- Supreme Court had asked centre to consider for one last window
- Allow genuine cases to turn in banned notes: Supreme Court
- Can't make exceptions, will defeat point of notes ban: centre
Earlier this month, the top court had asked the centre to consider a final window to benefit those with a genuine reason for not turning in the outlawed notes by the end of last year, the deadline that was set by the RBI after Prime Minister Narendra Modi's shock announcement on demonetisation.
Different citizens' appeals were clubbed together by the Supreme Court - they included a woman who said she could not make it to a ban because she was delivering a baby and another who said her family was coping with a death in the family.

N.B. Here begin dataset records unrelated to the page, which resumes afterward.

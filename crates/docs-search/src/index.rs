/// Inverted term index over the catalog.
///
/// Maps every lower-cased whitespace token (at least two characters) found in a
/// document's title, content or tags to the ids of the documents containing it.
/// Ordered collections keep the structure deterministic: building twice from the
/// same catalog yields equal indexes.
use std::collections::{BTreeMap, BTreeSet};

use crate::catalog::validate_catalog;
use crate::error::AppError;
use crate::model::DocumentRecord;

pub const MIN_TOKEN_CHARS: usize = 2;

/// Split on whitespace, lower-case, drop tokens shorter than `MIN_TOKEN_CHARS`.
pub fn tokenize(text: &str) -> impl Iterator<Item = String> + '_ {
    text.split_whitespace()
        .map(str::to_lowercase)
        .filter(|t| t.chars().count() >= MIN_TOKEN_CHARS)
}

/// Distinct query tokens in first-seen order.
pub fn query_tokens(query: &str) -> Vec<String> {
    let mut tokens: Vec<String> = Vec::new();
    for token in tokenize(query) {
        if !tokens.contains(&token) {
            tokens.push(token);
        }
    }
    tokens
}

/// Every distinct category, tag and audience label in the catalog.
#[derive(Debug, Clone, Default, PartialEq, Eq)]
pub struct Facets {
    pub categories: BTreeSet<String>,
    pub tags: BTreeSet<String>,
    pub audiences: BTreeSet<String>,
}

#[derive(Debug, Clone, Default, PartialEq, Eq)]
pub struct TermIndex {
    postings: BTreeMap<String, BTreeSet<String>>,
    facets: Facets,
}

impl TermIndex {
    /// Build the index, failing fast on a malformed catalog.
    pub fn build(catalog: &[DocumentRecord]) -> Result<Self, AppError> {
        validate_catalog(catalog)?;

        let mut index = TermIndex::default();
        for doc in catalog {
            let fields = std::iter::once(doc.title.as_str())
                .chain(std::iter::once(doc.content.as_str()))
                .chain(doc.tags.iter().map(String::as_str));

            for field in fields {
                for token in tokenize(field) {
                    index
                        .postings
                        .entry(token)
                        .or_default()
                        .insert(doc.id.clone());
                }
            }

            index.facets.categories.insert(doc.category.clone());
            index.facets.tags.extend(doc.tags.iter().cloned());
            index.facets.audiences.extend(doc.audience.iter().cloned());
        }

        Ok(index)
    }

    /// Posting set for an exact token.
    pub fn postings(&self, token: &str) -> Option<&BTreeSet<String>> {
        self.postings.get(token)
    }

    /// All `(token, posting set)` pairs in token order.
    pub fn terms(&self) -> impl Iterator<Item = (&str, &BTreeSet<String>)> {
        self.postings.iter().map(|(t, ids)| (t.as_str(), ids))
    }

    pub fn facets(&self) -> &Facets {
        &self.facets
    }

    /// Number of distinct tokens.
    pub fn len(&self) -> usize {
        self.postings.len()
    }

    pub fn is_empty(&self) -> bool {
        self.postings.is_empty()
    }
}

But the government complained today of "the gross misuse or abuse" of previous extensions or exceptions that allowed old notes to be used to book railway tickets or at petrol pumps among others. Allowing a new opportunity to deposit the banned notes would result in "any number of benami transactions" and make it difficult for departments to distinguish "genuine cases from bogus ones", the centre warned.
The PM said the short notice was vital to ensure that black money holders were deprived of the opportunity to launder their money. However, the RBI says it has still not determined the exact figure of the returned notes. By the end of December, banks had received virtually all the currency notes that had been banned - which implied that no black money had been destroyed. Rs 15.5 lakh crore was the value of the outlawed currency - about Rs 15 lakh crore was accounted for in deposits by the end of 2016, said several reports.
The last official estimate from the RBI, shared in mid-December, pegged the returned notes at Rs 12.5 lakh crore.